------ Dataset extract

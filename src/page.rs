use async_trait::async_trait;
use serde::{Deserialize, Serialize};

use crate::error::DomError;

/// Reference to a live node held by a [`Page`].
///
/// Only meaningful to the page that produced it, and only until the next
/// [`Page::release`].
#[derive(Debug, Clone, Copy, PartialEq, Eq, Hash, Serialize, Deserialize)]
pub struct ElementHandle(pub u64);

/// How text gets into an element.
#[derive(Debug, Clone, Copy, PartialEq, Eq)]
pub enum ElementKind {
    /// `<textarea>` or `<input>`, written through `value`.
    FormControl,
    /// `contenteditable="true"`, written through `innerText`.
    Editable,
    Other,
}

impl ElementKind {
    /// Classifies from `tagName` and the `contentEditable` property.
    pub fn classify(tag_name: &str, content_editable: &str) -> Self {
        if tag_name.eq_ignore_ascii_case("textarea") || tag_name.eq_ignore_ascii_case("input") {
            ElementKind::FormControl
        } else if content_editable == "true" {
            ElementKind::Editable
        } else {
            ElementKind::Other
        }
    }
}

/// DOM events we synthesize. All of them bubble.
#[derive(Debug, Clone, PartialEq, Eq)]
pub enum SyntheticEvent {
    MouseDown,
    MouseUp,
    Click,
    Focus,
    /// A plain `Event("input")` when `data` is `None`, an `InputEvent`
    /// otherwise.
    Input {
        data: Option<String>,
        input_type: Option<String>,
    },
    Change,
}

impl SyntheticEvent {
    pub fn input() -> Self {
        SyntheticEvent::Input {
            data: None,
            input_type: None,
        }
    }

    pub fn insert_text(text: &str) -> Self {
        SyntheticEvent::Input {
            data: Some(text.to_string()),
            input_type: Some("insertText".to_string()),
        }
    }

    pub fn input_data(text: &str) -> Self {
        SyntheticEvent::Input {
            data: Some(text.to_string()),
            input_type: None,
        }
    }

    pub fn name(&self) -> &'static str {
        match self {
            SyntheticEvent::MouseDown => "mousedown",
            SyntheticEvent::MouseUp => "mouseup",
            SyntheticEvent::Click => "click",
            SyntheticEvent::Focus => "focus",
            SyntheticEvent::Input { .. } => "input",
            SyntheticEvent::Change => "change",
        }
    }
}

/// The DOM operations an activation cycle needs from a loaded page.
///
/// Reads, clicks and dispatched events still reach a node the page has since
/// removed. Focusing and writing text need the node in the document and fail
/// with [`DomError::Detached`] otherwise.
#[async_trait]
pub trait Page: Send + Sync {
    /// First match for `selector`, looking inside open shadow roots too.
    async fn deep_query(&self, selector: &str) -> Result<Option<ElementHandle>, DomError>;

    /// First match for `selector` in the light DOM of the document.
    async fn query(&self, selector: &str) -> Result<Option<ElementHandle>, DomError>;

    /// Resolves with the first node matching `selector` that gets inserted
    /// under the document body, or one that already exists. Never resolves
    /// when nothing shows up; callers race it against a timeout and then call
    /// [`Page::stop_watching`].
    async fn watch_insertion(&self, selector: &str) -> Result<Option<ElementHandle>, DomError>;

    async fn stop_watching(&self) -> Result<(), DomError>;

    async fn attribute(&self, el: ElementHandle, name: &str) -> Result<Option<String>, DomError>;

    async fn focus(&self, el: ElementHandle) -> Result<(), DomError>;

    /// Native `HTMLElement.click()`.
    async fn click(&self, el: ElementHandle) -> Result<(), DomError>;

    async fn dispatch(&self, el: ElementHandle, event: &SyntheticEvent) -> Result<(), DomError>;

    async fn offset_height(&self, el: ElementHandle) -> Result<f64, DomError>;

    async fn kind(&self, el: ElementHandle) -> Result<ElementKind, DomError>;

    async fn set_value(&self, el: ElementHandle, text: &str) -> Result<(), DomError>;

    async fn set_inner_text(&self, el: ElementHandle, text: &str) -> Result<(), DomError>;

    async fn set_text_content(&self, el: ElementHandle, text: &str) -> Result<(), DomError>;

    /// Puts the caret after the last character of `el`.
    async fn collapse_selection_to_end(&self, el: ElementHandle) -> Result<(), DomError>;

    async fn outer_html(&self, el: ElementHandle) -> Result<String, DomError>;

    /// Forgets every handle handed out so far.
    async fn release(&self) -> Result<(), DomError>;
}
//! Bounded polling and timeout races used while waiting on the page.

use std::future::Future;
use std::time::Duration;

/// Outcome of [`first_or_timeout`].
#[derive(Debug, Clone, PartialEq, Eq)]
pub enum Raced<T> {
    Event(T),
    TimedOut,
}

/// Waits for `event` or `timeout`, whichever comes first. The loser is
/// dropped, which cancels it.
pub async fn first_or_timeout<F>(event: F, timeout: Duration) -> Raced<F::Output>
where
    F: Future,
{
    tokio::select! {
        out = event => Raced::Event(out),
        _ = tokio::time::sleep(timeout) => Raced::TimedOut,
    }
}

/// Calls `probe` up to `attempts` times, sleeping `delay` between calls, and
/// returns the first `Some`. A probe error ends the search immediately.
pub async fn retry_find<T, E, F, Fut>(
    attempts: u32,
    delay: Duration,
    mut probe: F,
) -> Result<Option<T>, E>
where
    F: FnMut(u32) -> Fut,
    Fut: Future<Output = Result<Option<T>, E>>,
{
    for attempt in 1..=attempts {
        if let Some(found) = probe(attempt).await? {
            return Ok(Some(found));
        }
        if attempt < attempts {
            tokio::time::sleep(delay).await;
        }
    }
    Ok(None)
}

------------

Only the lines from the beginning of the entries through the line bearing "pub enum ElementKind" should be returned, each exactly as written.

__Task output__
filename src/page.rs
use async_trait::async_trait;
use serde::{Deserialize, Serialize};

use crate::error::DomError;

/// Reference to a live node held by a [`Page`].
///
/// Only meaningful to the page that produced it, and only until the next
/// [`Page::release`].
#[derive(Debug, Clone, Copy, PartialEq, Eq, Hash, Serialize, Deserialize)]
pub struct ElementHandle(pub u64);

/// How text gets into an element.
#[derive(Debug, Clone, Copy, PartialEq, Eq)]
pub enum ElementKind {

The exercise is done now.